Pelada

Sou assim, vez por outra paro, saio um pouco do mundo cão à volta. Tiro a mente do presente, do que acontece agora, hoje, e vou vasculhar o passado.

E sinto-me bem.

Vejo as coisas assim: quando somos crianças – e jovens – não olhamos para trás. Nada disso. Vale o presente. E o que virá, o futuro.

Afinal nessa fase nem temos tanto para lembrar. A vida começa, está brotando ainda.

Já velhos (idosos) costumamos recordar, relembrar. Pela frente não nos resta muita coisa.

Conversemos com quem tem mais de 50, ou 60, ou 70, para constatar o que digo. Relembrará a fase da juventude, das namoradas, das músicas, bailes.

Dirá certamente que foram tempos melhores, sem tanta violência, crimes, doenças, fome, miséria, desmoralização.

No meio dos anos 1990 (94/95) trabalhei no sul do Pará. No município onde fica Serra Pelada.

Muitos sabem, um dos maiores e famosos garimpos do Brasil. E do mundo.

Ele já estava exaurido, fora de atividades. Ficaram no local só algumas famílias. Conheci Maurício Braga.

Ex-garimpeiro, alto, cabeça branca, falhas de dente. O “carioca” - não sei o porquê do apelido. Nascera no Maranhão, aqui, ao lado do Pará.

Ficamos amigos. Sujeito sorridente, com boa disposição, espírito coletivo. À vezes falava demais – e alto. Gostava de criticar. O estilo dele.

Isso incomodava quem estava perto.

Criou uma associação de bairros em Serra Pelada, a Abasp. Andava com uma pasta. O prefeito de então gostava dele.

Certa vez Carioca ganhou dele – prefeito – R$ 500. Quantia com mais poder de compra que hoje, logicamente.

Era uma sexta-feira, fim de tarde.

Chegou comigo, disse-me: ----- Jornalista, meu caro, vamos tomar umas cervejas. Deixa comigo, eu pago.

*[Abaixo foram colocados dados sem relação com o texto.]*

use driver::RedisClient;

/// Example program storing and reading a flight in the `routes` hash of a
/// local Redis server.
///
/// Run it with a server listening on 127.0.0.1:6379, or pass another
/// `host port` pair as arguments.
fn main() {
    let mut args = std::env::args().skip(1);
    let host = args.next().unwrap_or_else(|| "127.0.0.1".to_string());
    let port = args
        .next()
        .and_then(|port| port.parse::<u16>().ok())
        .unwrap_or(6379);

    let mut client = RedisClient::connect_to(&host, port).unwrap();
    client.ping().unwrap();

    let flight = r#"{"name":"Boeing 737-46Q(SF)","registration":"RA-89051","start":"2016-01-07 9:00","tr":[[33.55,33],[37,24],[43,45]],"speed":"555"}"#;
    let created = client.hset("routes", "FV777", flight).unwrap();
    println!("FV777 {}", if created { "created" } else { "updated" });

    match client.hget("routes", "FV777").unwrap() {
        Some(document) => println!("FV777 => {}", document),
        None => println!("FV777 is missing"),
    }

    for (number, document) in client.hgetall("routes").unwrap() {
        println!("{}: {}", number, document);
    }
}
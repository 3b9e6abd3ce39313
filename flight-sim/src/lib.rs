pub mod cli;
pub mod commands;
pub mod config;
pub mod shell;
pub mod test_data;
pub mod types;

pub use types::{
    airspace::AirspaceSnapshot,
    client::RedisStore,
    coordinate::{distance_between, Coordinate},
    emulation::TrafficEmulation,
    flight_record::{FlightDocument, FlightRecord},
    route_error::RouteError,
    store::{FlightStore, MemoryStore, StoreError},
};
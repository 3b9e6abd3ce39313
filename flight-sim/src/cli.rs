use std::path::PathBuf;

use clap::Parser;

use crate::commands::{flight_number, parse_flight_leg, parse_in_air_arg, CommandError, ShellCommand};

/// Route information for the flights kept in a Redis `routes` hash.
///
/// Without query options an interactive session is started.
#[derive(Parser, Debug, Default)]
#[command(name = "routes-info", version)]
pub struct Args {
    /// Key-value server to connect to (default 127.0.0.1:6379)
    #[arg(short, long, value_name = "HOST:PORT")]
    pub connection: Option<String>,

    /// Import the flights of a {"routes": {...}} file before any query
    #[arg(short, long, value_name = "FILE")]
    pub json: Option<PathBuf>,

    /// Total distance in km of the route
    #[arg(short, long, value_name = "FLIGHT")]
    pub distance: Option<String>,

    /// Distance in km of one leg of the route
    #[arg(short = 's', long, value_name = "FLIGHT:LEG")]
    pub part_distance: Option<String>,

    /// Estimated time of arrival at the destination
    #[arg(short, long, value_name = "FLIGHT")]
    pub time_arrival: Option<String>,

    /// Estimated time of arrival at a waypoint
    #[arg(short, long, value_name = "FLIGHT:LEG")]
    pub part_time_arrival: Option<String>,

    /// Flights in the air at the given instant, or now
    #[arg(short, long, value_name = "YYYY-MM-DD/HH:MM", num_args = 0..=1)]
    pub in_air: Option<Option<String>>,

    /// Directory of the session log
    #[arg(long, value_name = "DIR")]
    pub log_dir: Option<PathBuf>,
}

impl Args {
    pub fn has_queries(&self) -> bool {
        self.distance.is_some()
            || self.part_distance.is_some()
            || self.time_arrival.is_some()
            || self.part_time_arrival.is_some()
            || self.in_air.is_some()
    }

    /// The one-shot queries, always in the order distance, part-distance,
    /// time-arrival, part-time-arrival, in-air.
    pub fn queries(&self) -> Result<Vec<ShellCommand>, CommandError> {
        let mut queries = Vec::new();

        if let Some(flight) = &self.distance {
            queries.push(ShellCommand::Distance(flight_number(flight)));
        }
        if let Some(value) = &self.part_distance {
            let (flight, leg) = parse_flight_leg(value)?;
            queries.push(ShellCommand::PartDistance(flight, leg));
        }
        if let Some(flight) = &self.time_arrival {
            queries.push(ShellCommand::TimeArrival(flight_number(flight)));
        }
        if let Some(value) = &self.part_time_arrival {
            let (flight, leg) = parse_flight_leg(value)?;
            queries.push(ShellCommand::PartTimeArrival(flight, leg));
        }
        match &self.in_air {
            Some(Some(value)) => queries.push(ShellCommand::InAir(Some(parse_in_air_arg(value)?))),
            Some(None) => queries.push(ShellCommand::InAir(None)),
            None => {}
        }

        Ok(queries)
    }
}

#[cfg(test)]
mod tests {
    use super::*;
    use crate::types::flight_record::parse_timestamp;

    fn parse(args: &[&str]) -> Args {
        Args::try_parse_from(std::iter::once("routes-info").chain(args.iter().copied()))
            .expect("arguments should parse")
    }

    #[test]
    fn no_options_means_interactive() {
        let args = parse(&[]);

        assert!(!args.has_queries());
        assert!(args.queries().unwrap().is_empty());
    }

    #[test]
    fn short_and_long_options() {
        let args = parse(&["-c", "10.0.0.5:6380", "--distance", "fffff", "-p", "iv4673:1", "-j", "routes.json"]);

        assert_eq!(args.connection.as_deref(), Some("10.0.0.5:6380"));
        assert_eq!(args.json, Some(PathBuf::from("routes.json")));
        assert_eq!(
            args.queries().unwrap(),
            vec![
                ShellCommand::Distance("FFFFF".to_string()),
                ShellCommand::PartTimeArrival("IV4673".to_string(), 1),
            ]
        );
    }

    #[test]
    fn in_air_value_is_optional() {
        let now = parse(&["-i"]);
        let at = parse(&["--in-air", "2016-01-07/11:00"]);

        assert_eq!(now.queries().unwrap(), vec![ShellCommand::InAir(None)]);
        assert_eq!(
            at.queries().unwrap(),
            vec![ShellCommand::InAir(Some(parse_timestamp("2016-01-07 11:00").unwrap()))]
        );
    }

    #[test]
    fn queries_follow_a_fixed_order() {
        let args = parse(&["-i", "2016-01-07/11:00", "-t", "A1", "-s", "A1:2", "-d", "A1"]);

        let names: Vec<String> = args.queries().unwrap().iter().map(|q| q.describe()).collect();

        assert_eq!(
            names,
            vec![
                "distance A1",
                "part-distance A1 2",
                "time-arrival A1",
                "in-air 2016-01-07 11:00"
            ]
        );
    }

    #[test]
    fn malformed_leg_option_is_reported() {
        let args = parse(&["-s", "A1"]);

        assert!(matches!(args.queries(), Err(CommandError::InvalidFlightLeg(_))));
    }
}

Fomos a um Pit Dog (eram locais ao ar livre, iluminados, bem frequentados nos fins de semana), à margem da rodovia. Neles vendiam-se lanches e bebidas alcoólicas.

Ambientes familiares. Quer dizer, sem a presença da plebe maldita, os cidadãos de moral duvidosa (prostitutas, ladrões, pobres, pardos, negros).

(Não quero ser moralista, nada disso. Mas tal tipo de discriminação está de pé, hoje.

Especialmente nos bairros chiques das grandes e médias cidades. Não sei se ocorre tal discriminação, por exemplo, no Leblon, Ipanema, RJ, Morumbi, SP, etc.).

Mesa de garimpeiro é assim, tomada por garrafas secas de cerveja, para mostrar fartura.

Claro, aparecerem outros para participar da farra. Dia clareando, resolvemos ir a Serra Pelada.

Fomos no carro de um conhecido. Uma boa distância da sede do município (Curionópolis) ao distrito, cerca de 3 horas.

Chegamos, tomamos café na casa de um cidadão, de seus 60 anos, de nome Ribamar, também maranhense. Sua mulher, dona Flor. Pessoa simpática, atenciosa. Nos tratou muito bem.

Esse cidadão nos disse que ocorrera um homicídio na madrugada. O corpo estava num local, improvisado de necrotério.

------ Vamos lá ver quem foi a vítima, Maurício me convidou.

Fomos. Lá o corpo, crivado de facadas, de um homem, mais ou menos 40 anos. Não me senti bem com aquilo. Violência não faz bem para ninguém.

No auge da exploração de ouro, início (até a metade) dos anos 1980, quase que diariamente eram assassinadas duas, três pessoas – até mais, nas espeluncas (bares e prostíbulos) da cidade.

Logo cedo, de manhã, um carroceiro recolhia os cadáveres (isso na cidade de Curionópolis. Em Serra Pelada bebida alcoólica e bares eram proibidos).

Nesse sábado fiquei lá, na Serra. Dormi (um pouco) na casa de Seu Ribamar, na rede. O ex-garimpeiro costumava dizer que “bezerro bom mama na mãe dele e na mãe dos outros. O bezerro ruim não mama nem na dele”.

Uma dica para sermos bons, amáveis, abertos, leves, "maneiros". Quem espalha bondades colhe bondades. Lei da ação e reação.

Tempos atrás o encontrei aqui, em Belém. Continua do mesmo jeito.